Adverse reactions to foods or food allergies are on the rise among children around the world. In Singapore, 5% of children have a diagnosed food allergy1.

The top 8 allergenic food groups which account for the majority of food reactions include cow’s milk (dairy), soy, egg, wheat, peanuts, treenuts, fish, and shellfish2,3.

When do food allergies present?

Most food reactions are immediate-type (or IgE-mediated) food allergies and present soon within minutes to a couple of hours after consumption of the food.

Not all food reactions will occur after the first consumption of the new food.

Most often, it will require a few repeated intakes before symptoms of allergies present. This is because the initial few exposures of the food to a naïve immune system in the child then cause the development of allergic antibodies which are then able to initiate the allergic response during the subsequent exposures.

What symptoms occur during a food reaction?

The most common allergic manifestations involve the skin (redness, itchy rashes, hives, and facial swelling), followed by gastrointestinal symptoms (vomiting, abdominal pains, and diarrhea) and respiratory symptoms (noisy breathing or wheezing).

Symptoms can be mild to severe and life-threatening (anaphylaxis). Hence, it is important to recognize the symptoms of an allergic reaction and seek treatment early.

How is a food allergy diagnosed?

The diagnostic workup for a food allergy includes a detailed patient history. This would include a detailed prior food history, a thorough investigation of ingredients consumed, and details of the reaction and timing with regard to exposure.

A detailed food diary kept by parents is often helpful in the workup of a possible food reaction. Any pictures available of visible symptoms such as rashes or swelling will also be useful in the evaluation.

The next step of the workup will include diagnostic investigations guided by the initial history taken. The preference is often for skin prick tests in children which are as accurate as blood-specific IgE antibody testing in allergy diagnosis4.

Allergy diagnostic tests should be performed 4-6 weeks after an allergic reaction to reduce the chances of a false negative result being obtained.

The skin prick test is usually preferred because it is a safe, painless, and quick procedure with results received within 20 minutes of the test. This allows for a proper full evaluation to be conducted by the allergist within the same visit.

What is an oral food challenge and when is it performed?

The gold standard diagnostic test for the evaluation of a food allergy is the oral food challenge. Food challenges are commonly performed for the initial diagnosis of a food allergy (due to the small possibility of false positive allergy tests) and to determine if a child is outgrowing his/ her food allergy. Food challenges are not performed if there is already a high likelihood of an allergic reaction as predicted by the food reaction history or allergy skin or blood tests.

Where the likelihood of a true allergic reaction is doubtful, food challenges are helpful in avoiding unnecessary food restrictions and are performed in a safe and step-wise manner under close supervision and monitoring in an allergist’s office.

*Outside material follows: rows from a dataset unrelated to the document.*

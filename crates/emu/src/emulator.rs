use std::rc::Rc;

use kernel::Kernel;
use loader::{LoadError, LoadRequest, load_module};
use memory::{Memory, SharedMemory};

use crate::config::Config;

/// One emulation session: guest memory plus the kernel-object table, with
/// module loading wired through the mirror mapper. Everything runs on the
/// guest's synchronous dispatch path; there is no internal parallelism.
#[derive(Debug)]
pub struct Emulator {
    pub config: Config,
    pub memory: SharedMemory,
    pub kernel: Kernel,
}

impl Emulator {
    pub fn new(config: Config) -> Self {
        log::debug!("new session, guest memory = {} bytes", config.memory_size);
        Self {
            config,
            memory: Rc::new(Memory::new(config.memory_size)),
            kernel: Kernel::new(),
        }
    }

    /// Reset the session: wipes the object table and re-seeds the sentinel,
    /// the main process and the main thread. Guest memory contents are left
    /// alone; the surrounding frontend reloads the executable afterwards.
    pub fn reset(&mut self) {
        self.kernel.reset();
    }

    /// Map and link a relocatable module. Recoverable failures (bad
    /// signature, already resident) come back as an error for the service
    /// layer to encode; malformed geometry aborts the session.
    pub fn load_module(&self, request: &LoadRequest) -> Result<u32, LoadError> {
        load_module(&self.memory, request)
    }

    /// Hex dump of a physical range, 16 bytes per line.
    pub fn dump_memory(&self, start: usize, end: usize) -> String {
        assert!(start < end, "invalid memory range");
        let slice = self
            .memory
            .mem_slice(start, end)
            .expect("memory range out of bounds");

        let mut out = String::new();
        for (i, line) in slice.chunks(16).enumerate() {
            out.push_str(&format!(
                "{:08x}: {}\n",
                start + i * 16,
                hex::encode(line)
            ));
        }
        out
    }
}

impl Default for Emulator {
    fn default() -> Self {
        Self::new(Config::default())
    }
}
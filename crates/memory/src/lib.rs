pub mod memory;

pub use memory::{Memory, SharedMemory};
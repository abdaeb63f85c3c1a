//! Structural layout of the CRO wire format.
//!
//! These offsets are compatibility-critical: every field is a little-endian
//! 32-bit quantity at the exact byte position the hardware platform's RO
//! service expects. Keep them here rather than scattered through the engine.

pub const CRO_HEADER_SIZE: u32 = 0x138;
pub const CRO_MAGIC: &[u8; 4] = b"CRO0";

// Header field offsets.
pub const HEADER_ID: u32 = 0x80;
pub const HEADER_NAME_OFFSET: u32 = 0x84;
pub const HEADER_NEXT_CRO: u32 = 0x88;
pub const HEADER_PREV_CRO: u32 = 0x8C;
pub const HEADER_CODE_OFFSET: u32 = 0xB0;
pub const HEADER_DATA_OFFSET: u32 = 0xB8;
pub const HEADER_MODULE_NAME_OFFSET: u32 = 0xC0;
pub const HEADER_SEGMENT_TABLE_OFFSET: u32 = 0xC8;
pub const HEADER_SEGMENT_TABLE_SIZE: u32 = 0xCC;
pub const HEADER_NAMED_EXPORT_TABLE_OFFSET: u32 = 0xD0;
pub const HEADER_NAMED_EXPORT_TABLE_SIZE: u32 = 0xD4;
pub const HEADER_INDEXED_EXPORT_TABLE_OFFSET: u32 = 0xD8;
pub const HEADER_EXPORT_STRINGS_OFFSET: u32 = 0xE0;
pub const HEADER_EXPORT_TREE_OFFSET: u32 = 0xE8;
pub const HEADER_IMPORT_MODULE_TABLE_OFFSET: u32 = 0xF0;
pub const HEADER_IMPORT_MODULE_TABLE_SIZE: u32 = 0xF4;
pub const HEADER_IMPORT_PATCHES_OFFSET: u32 = 0xF8;
pub const HEADER_NAMED_IMPORT_TABLE_OFFSET: u32 = 0x100;
pub const HEADER_NAMED_IMPORT_TABLE_SIZE: u32 = 0x104;
pub const HEADER_INDEXED_IMPORT_TABLE_OFFSET: u32 = 0x108;
pub const HEADER_INDEXED_IMPORT_TABLE_SIZE: u32 = 0x10C;
pub const HEADER_ANONYMOUS_IMPORT_TABLE_OFFSET: u32 = 0x110;
pub const HEADER_ANONYMOUS_IMPORT_TABLE_SIZE: u32 = 0x114;
pub const HEADER_IMPORT_STRINGS_OFFSET: u32 = 0x118;
pub const HEADER_STATIC_ANONYMOUS_SYMBOLS_OFFSET: u32 = 0x120;
pub const HEADER_RELOCATION_PATCHES_OFFSET: u32 = 0x128;
pub const HEADER_RELOCATION_PATCHES_SIZE: u32 = 0x12C;
pub const HEADER_STATIC_ANONYMOUS_PATCHES_OFFSET: u32 = 0x130;

/// Header fields that encode image-relative offsets and get rebased to
/// absolute virtual addresses. Size fields are deliberately absent. The two
/// static-anonymous entries have an unconfirmed role in relocation; they are
/// rebased like the rest and otherwise left alone.
pub const HEADER_REBASE_OFFSETS: [u32; 18] = [
    HEADER_NAME_OFFSET,
    HEADER_CODE_OFFSET,
    HEADER_DATA_OFFSET,
    HEADER_MODULE_NAME_OFFSET,
    HEADER_SEGMENT_TABLE_OFFSET,
    HEADER_NAMED_EXPORT_TABLE_OFFSET,
    HEADER_INDEXED_EXPORT_TABLE_OFFSET,
    HEADER_EXPORT_STRINGS_OFFSET,
    HEADER_EXPORT_TREE_OFFSET,
    HEADER_IMPORT_MODULE_TABLE_OFFSET,
    HEADER_IMPORT_PATCHES_OFFSET,
    HEADER_NAMED_IMPORT_TABLE_OFFSET,
    HEADER_INDEXED_IMPORT_TABLE_OFFSET,
    HEADER_ANONYMOUS_IMPORT_TABLE_OFFSET,
    HEADER_IMPORT_STRINGS_OFFSET,
    HEADER_STATIC_ANONYMOUS_SYMBOLS_OFFSET,
    HEADER_RELOCATION_PATCHES_OFFSET,
    HEADER_STATIC_ANONYMOUS_PATCHES_OFFSET,
];

// Segment table entries: (offset, size, id) triples.
pub const SEGMENT_OFFSET: u32 = 0;
pub const SEGMENT_SIZE: u32 = 4;
pub const SEGMENT_ID: u32 = 8;
pub const SEGMENT_ENTRY_SIZE: u32 = 12;

pub const SEGMENT_ID_TEXT: u32 = 0;
pub const SEGMENT_ID_RODATA: u32 = 1;
pub const SEGMENT_ID_DATA: u32 = 2;
pub const SEGMENT_ID_BSS: u32 = 3;

// Named export table: name-string offset per entry.
pub const NAMED_EXPORT_ENTRY_SIZE: u32 = 8;

// Import module table: module name plus two subtable offsets.
pub const IMPORT_MODULE_TABLE_NAME_OFFSET: u32 = 0;
pub const IMPORT_MODULE_TABLE_INDEXED_OFFSET: u32 = 8;
pub const IMPORT_MODULE_TABLE_ANONYMOUS_OFFSET: u32 = 16;
pub const IMPORT_MODULE_TABLE_ENTRY_SIZE: u32 = 20;

// Named import table: name + relocation-list offsets.
pub const NAMED_IMPORT_NAME_OFFSET: u32 = 0;
pub const NAMED_IMPORT_RELOCATION_OFFSET: u32 = 4;
pub const NAMED_IMPORT_TABLE_ENTRY_SIZE: u32 = 8;

// Indexed import table: relocation-list offset only.
pub const INDEXED_IMPORT_RELOCATION_OFFSET: u32 = 4;
pub const INDEXED_IMPORT_TABLE_ENTRY_SIZE: u32 = 8;

// Anonymous import table: same shape as the indexed table.
pub const ANONYMOUS_IMPORT_RELOCATION_OFFSET: u32 = 4;
pub const ANONYMOUS_IMPORT_TABLE_ENTRY_SIZE: u32 = 8;

// Relocation patch records: segment tag, patch type, symbol segment index,
// two padding bytes, addend.
pub const RELOCATION_PATCH_TAG: u32 = 0;
pub const RELOCATION_PATCH_TYPE: u32 = 4;
pub const RELOCATION_PATCH_INDEX: u32 = 5;
pub const RELOCATION_PATCH_ADDEND: u32 = 8;
pub const RELOCATION_PATCH_ENTRY_SIZE: u32 = 12;

/// The only patch type this engine implements: write the resolved symbol
/// address plus addend as a 32-bit word at the target.
pub const PATCH_TYPE_ABSOLUTE_32: u8 = 2;
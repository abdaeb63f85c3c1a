use thiserror::Error;
use types::ResultCode;

/// Recoverable load failures. Everything else the loader can hit (alignment,
/// zero required fields, unknown segment ids, unsupported patch types) is a
/// malformed or hostile image and aborts the session instead of surfacing
/// here.
#[derive(Debug, Error, Clone, Copy, PartialEq, Eq)]
pub enum LoadError {
    /// The image does not start with the CRO magic tag.
    #[error("module signature mismatch")]
    BadSignature,

    /// The module's link fields are non-zero: it is already resident in a
    /// loaded-module chain.
    #[error("module already loaded")]
    AlreadyLoaded,
}

impl LoadError {
    /// Service-level code the IPC layer writes back into the guest's
    /// message buffer.
    pub fn result_code(self) -> ResultCode {
        ResultCode::FAILURE
    }
}
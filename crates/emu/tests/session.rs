use emu::{Config, Emulator};
use kernel::{KernelObjectType, ObjectPayload};
use loader::layout::*;
use loader::tag::SegmentTag;
use loader::{LoadError, LoadRequest};
use once_cell::sync::Lazy;
use types::CURRENT_PROCESS;

const CRO_POINTER: u32 = 0x0000_8000;
const IMAGE_SIZE: u32 = 0x2000;
const MAP_VADDR: u32 = 0x0010_0000;
const DATA_VADDR: u32 = 0x0020_0000;
const BSS_VADDR: u32 = 0x0030_0000;

const SEGMENT_TABLE: u32 = 0x140;
const RELOCATION_TABLE: u32 = 0x180;
const TEXT_OFFSET: u32 = 0x800;
const DATA_OFFSET: u32 = 0x1000;

fn put_u32(image: &mut [u8], offset: u32, value: u32) {
    let offset = offset as usize;
    image[offset..offset + 4].copy_from_slice(&value.to_le_bytes());
}

/// Minimal linked-module image: TEXT + RODATA + DATA + BSS segments, no
/// exports or imports, one absolute32 patch into the DATA segment.
static TEST_IMAGE: Lazy<Vec<u8>> = Lazy::new(|| {
    let mut image = vec![0u8; IMAGE_SIZE as usize];
    image[HEADER_ID as usize..HEADER_ID as usize + 4].copy_from_slice(CRO_MAGIC);

    put_u32(&mut image, HEADER_SEGMENT_TABLE_OFFSET, SEGMENT_TABLE);
    put_u32(&mut image, HEADER_SEGMENT_TABLE_SIZE, 4);
    let segments = [
        (TEXT_OFFSET, 0x400, SEGMENT_ID_TEXT),
        (0xC00, 0x100, SEGMENT_ID_RODATA),
        (DATA_OFFSET, 0x100, SEGMENT_ID_DATA),
        (0, 0x100, SEGMENT_ID_BSS),
    ];
    for (i, (offset, size, id)) in segments.into_iter().enumerate() {
        let entry = SEGMENT_TABLE + SEGMENT_ENTRY_SIZE * i as u32;
        put_u32(&mut image, entry + SEGMENT_OFFSET, offset);
        put_u32(&mut image, entry + SEGMENT_SIZE, size);
        put_u32(&mut image, entry + SEGMENT_ID, id);
    }

    put_u32(&mut image, HEADER_RELOCATION_PATCHES_OFFSET, RELOCATION_TABLE);
    put_u32(&mut image, HEADER_RELOCATION_PATCHES_SIZE, 1);
    let tag = SegmentTag::new(2, 0x40);
    put_u32(&mut image, RELOCATION_TABLE + RELOCATION_PATCH_TAG, tag.raw());
    image[(RELOCATION_TABLE + RELOCATION_PATCH_TYPE) as usize] = PATCH_TYPE_ABSOLUTE_32;
    image[(RELOCATION_TABLE + RELOCATION_PATCH_INDEX) as usize] = 0;
    put_u32(&mut image, RELOCATION_TABLE + RELOCATION_PATCH_ADDEND, 8);

    image
});

fn default_request() -> LoadRequest {
    LoadRequest {
        cro_pointer: CRO_POINTER,
        map_vaddr: MAP_VADDR,
        size: IMAGE_SIZE,
        data_vaddr: DATA_VADDR,
        data_size: 0x100,
        bss_vaddr: BSS_VADDR,
        bss_size: 0x100,
        auto_link: false,
        fix_level: 0,
    }
}

fn session_with_image() -> Emulator {
    let _ = env_logger::builder().is_test(true).try_init();
    let emu = Emulator::new(Config::default());
    emu.memory.write_bytes(CRO_POINTER, &TEST_IMAGE);
    emu
}

#[test]
fn load_module_maps_rebases_and_relocates() {
    let emu = session_with_image();
    let size = emu.load_module(&default_request()).unwrap();
    assert_eq!(size, IMAGE_SIZE);

    // The mapped view aliases the rebased image.
    assert_eq!(
        emu.memory.load_u32(MAP_VADDR + HEADER_SEGMENT_TABLE_OFFSET),
        SEGMENT_TABLE + MAP_VADDR
    );

    // DATA segment rebased to the supplied backing address...
    let data_entry = CRO_POINTER + SEGMENT_TABLE + SEGMENT_ENTRY_SIZE * 2;
    assert_eq!(emu.memory.load_u32(data_entry + SEGMENT_OFFSET), DATA_VADDR);

    // ...while the patch targeted the pre-rebase DATA address.
    let old_data_vaddr = DATA_OFFSET + DATA_VADDR;
    assert_eq!(
        emu.memory.load_u32(old_data_vaddr + 0x40),
        TEXT_OFFSET + MAP_VADDR + 8
    );
}

#[test]
fn resident_module_is_rejected_on_reload() {
    let emu = session_with_image();
    emu.load_module(&default_request()).unwrap();

    // Link the module into the loaded chain the way the RO service would.
    emu.memory.store_u32(CRO_POINTER + HEADER_NEXT_CRO, MAP_VADDR);

    assert_eq!(
        emu.load_module(&default_request()),
        Err(LoadError::AlreadyLoaded)
    );
    assert_eq!(
        emu.load_module(&default_request()),
        Err(LoadError::AlreadyLoaded)
    );
}

#[test]
fn garbage_image_is_rejected_without_aborting() {
    let emu = session_with_image();
    emu.memory.store_u32(CRO_POINTER + HEADER_ID, 0x46464952);

    assert_eq!(
        emu.load_module(&default_request()),
        Err(LoadError::BadSignature)
    );
}

#[test]
fn reset_reseeds_the_object_table() {
    let mut emu = session_with_image();
    emu.load_module(&default_request()).unwrap();

    emu.kernel.make_object(KernelObjectType::Archive);
    emu.reset();

    let dummy = emu.kernel.get_object(0, KernelObjectType::Dummy).unwrap();
    assert!(matches!(dummy.payload, ObjectPayload::Dummy));
    assert!(emu.kernel.get_process(CURRENT_PROCESS).is_some());
    assert_eq!(
        emu.kernel
            .objects()
            .filter(|o| o.object_type == KernelObjectType::Archive)
            .count(),
        0
    );
}
pub mod kernel;
pub use kernel::{Kernel, MAIN_THREAD_PRIORITY};

pub mod object;
pub use object::{KernelObject, KernelObjectType, ObjectPayload};

pub mod process;
pub use process::{ProcessData, ResourceLimitData, LimitCategory, MAIN_PROCESS_ID};

pub mod thread;
pub use thread::{ThreadData, ThreadPool, ThreadStatus, MAX_THREADS};
use types::Handle;

/// Process id handed to the process seeded on reset.
pub const MAIN_PROCESS_ID: u32 = 1;

/// Resource-limit categories in guest ABI order. The index doubles as the
/// position in the limit-value array returned to the service layer.
#[derive(Clone, Copy, Debug, PartialEq, Eq)]
pub enum LimitCategory {
    Commit = 0,
    Thread = 1,
    Event = 2,
    Mutex = 3,
    Semaphore = 4,
    Timer = 5,
    SharedMemory = 6,
    AddressArbiter = 7,
    CpuTime = 8,
}

pub const LIMIT_CATEGORY_COUNT: usize = 9;

/// Limit values embedded in the owning process. Reachable through its own
/// handle as well, via the back-reference stored in the registry slot.
#[derive(Debug)]
pub struct ResourceLimitData {
    /// Handle of the registry slot that aliases these values.
    pub handle: Handle,
    pub values: [u32; LIMIT_CATEGORY_COUNT],
}

impl ResourceLimitData {
    fn new() -> Self {
        let mut values = [0u32; LIMIT_CATEGORY_COUNT];
        // Application-core defaults for the main process.
        values[LimitCategory::Commit as usize] = 0x0400_0000;
        values[LimitCategory::Thread as usize] = 0x20;
        values[LimitCategory::Event as usize] = 0x20;
        values[LimitCategory::Mutex as usize] = 0x20;
        values[LimitCategory::Semaphore as usize] = 0x08;
        values[LimitCategory::Timer as usize] = 0x08;
        values[LimitCategory::SharedMemory as usize] = 0x10;
        values[LimitCategory::AddressArbiter as usize] = 0x02;
        values[LimitCategory::CpuTime as usize] = 0x00;
        Self { handle: 0, values }
    }

    pub fn value(&self, category: LimitCategory) -> u32 {
        self.values[category as usize]
    }
}

#[derive(Debug)]
pub struct ProcessData {
    pub id: u32,
    pub limits: ResourceLimitData,
}

impl ProcessData {
    pub fn new(id: u32) -> Self {
        Self {
            id,
            limits: ResourceLimitData::new(),
        }
    }
}
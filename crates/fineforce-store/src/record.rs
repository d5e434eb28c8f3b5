//! Row shape of the `violations` table (snake_case columns).

use chrono::{DateTime, Utc};
use fineforce_core::{Confidence, Violation, ViolationStatus, ViolationType};
use serde::{Deserialize, Serialize};

#[derive(Debug, Clone, Serialize, Deserialize)]
pub struct ViolationRow {
    pub id: String,
    pub vehicle_number: String,
    pub violation_type: ViolationType,
    pub date: DateTime<Utc>,
    pub location: String,
    pub status: ViolationStatus,
    pub image_url: String,
    pub fine: u32,
    #[serde(default)]
    pub description: Option<String>,
    #[serde(default)]
    pub confidence_score: Option<Confidence>,
    #[serde(default)]
    pub contributing_factors: Option<Vec<String>>,
    #[serde(default, skip_serializing_if = "Option::is_none")]
    pub user_id: Option<String>,
}

impl ViolationRow {
    pub fn from_violation(v: &Violation, user_id: Option<String>) -> Self {
        Self {
            id: v.id.clone(),
            vehicle_number: v.vehicle_number.clone(),
            violation_type: v.violation_type,
            date: v.date,
            location: v.location.clone(),
            status: v.status,
            image_url: v.image_url.clone(),
            fine: v.fine,
            description: Some(v.description.clone()),
            confidence_score: Some(v.confidence_score),
            contributing_factors: Some(v.contributing_factors.clone()),
            user_id,
        }
    }
}

impl From<ViolationRow> for Violation {
    fn from(row: ViolationRow) -> Self {
        Violation {
            id: row.id,
            vehicle_number: row.vehicle_number,
            violation_type: row.violation_type,
            date: row.date,
            location: row.location,
            status: row.status,
            image_url: row.image_url,
            fine: row.fine,
            description: row.description.unwrap_or_default(),
            confidence_score: row.confidence_score.unwrap_or_default(),
            contributing_factors: row.contributing_factors.unwrap_or_default(),
        }
    }
}

#[cfg(test)]
mod tests {
    use super::*;

    #[test]
    fn row_with_missing_optional_columns() {
        let json = r#"{
            "id": "7f1c",
            "vehicle_number": "MH 12 AB 1234",
            "violation_type": "Red Light",
            "date": "2026-03-10T09:30:00+00:00",
            "location": "ITO Crossing, Delhi",
            "status": "Overdue",
            "image_url": "https://cdn/x.jpg",
            "fine": 1000,
            "description": null
        }"#;
        let row: ViolationRow = serde_json::from_str(json).unwrap();
        let v: Violation = row.into();
        assert_eq!(v.violation_type, ViolationType::RedLight);
        assert_eq!(v.status, ViolationStatus::Overdue);
        assert_eq!(v.description, "");
        assert!(v.contributing_factors.is_empty());
        assert_eq!(v.display_date_in(&chrono::Utc), "03/10/2026 09:30 AM");
    }

    #[test]
    fn row_with_out_of_range_confidence_is_rejected() {
        let row = |score: i64| {
            serde_json::json!({
                "id": "7f1c",
                "vehicle_number": "MH 12 AB 1234",
                "violation_type": "Speeding",
                "date": "2026-03-10T09:30:00+00:00",
                "location": "x",
                "status": "Pending",
                "image_url": "x",
                "fine": 500,
                "confidence_score": score
            })
        };
        assert!(serde_json::from_value::<ViolationRow>(row(140)).is_err());
        assert!(serde_json::from_value::<ViolationRow>(row(-1)).is_err());
        let ok: Violation = serde_json::from_value::<ViolationRow>(row(100)).unwrap().into();
        assert_eq!(ok.confidence_score.value(), 100);
    }

    #[test]
    fn insert_row_serialises_snake_case_with_owner() {
        let v = fineforce_core::NewViolation {
            vehicle_number: "KA 01 XY 0001".into(),
            violation_type: ViolationType::TripleRiding,
            location: "Not Detected".into(),
            image_url: "https://cdn/y.jpg".into(),
            fine: 1200,
            description: "Three riders on one scooter.".into(),
            confidence_score: Confidence::new(77).unwrap(),
            contributing_factors: vec!["No enforcement".into()],
        }
        .into_violation("id-1".into(), Utc::now());
        let row = ViolationRow::from_violation(&v, Some("user-9".into()));
        let json = serde_json::to_value(row).unwrap();
        assert_eq!(json["violation_type"], "Triple Riding");
        assert_eq!(json["status"], "Pending");
        assert_eq!(json["user_id"], "user-9");
        assert_eq!(json["contributing_factors"][0], "No enforcement");
    }
}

  1. National Institute for Health and Clinical Excellence. Food allergy in children and young people: draft scope for consultation. 2010.
  2. Burks AW, James JM, Hiegel A, et al. Atopic dermatitis and food hypersensitivity reactions. J Pediatr 1998;132:132–6. 6.
  3. Niggemann B, Sielaff B, Beyer K, et al. Outcome of double-blind, placebo-controlled food challenge tests in 107 children with atopic dermatitis. Clin Exp Allergy 1999;29:91–6.
  4. Hill DJ, Heine RG, Hosking CS. The diagnostic value of skin prick testing in children with food allergy. Pediatr Allergy Immunol 2004;15:435–41.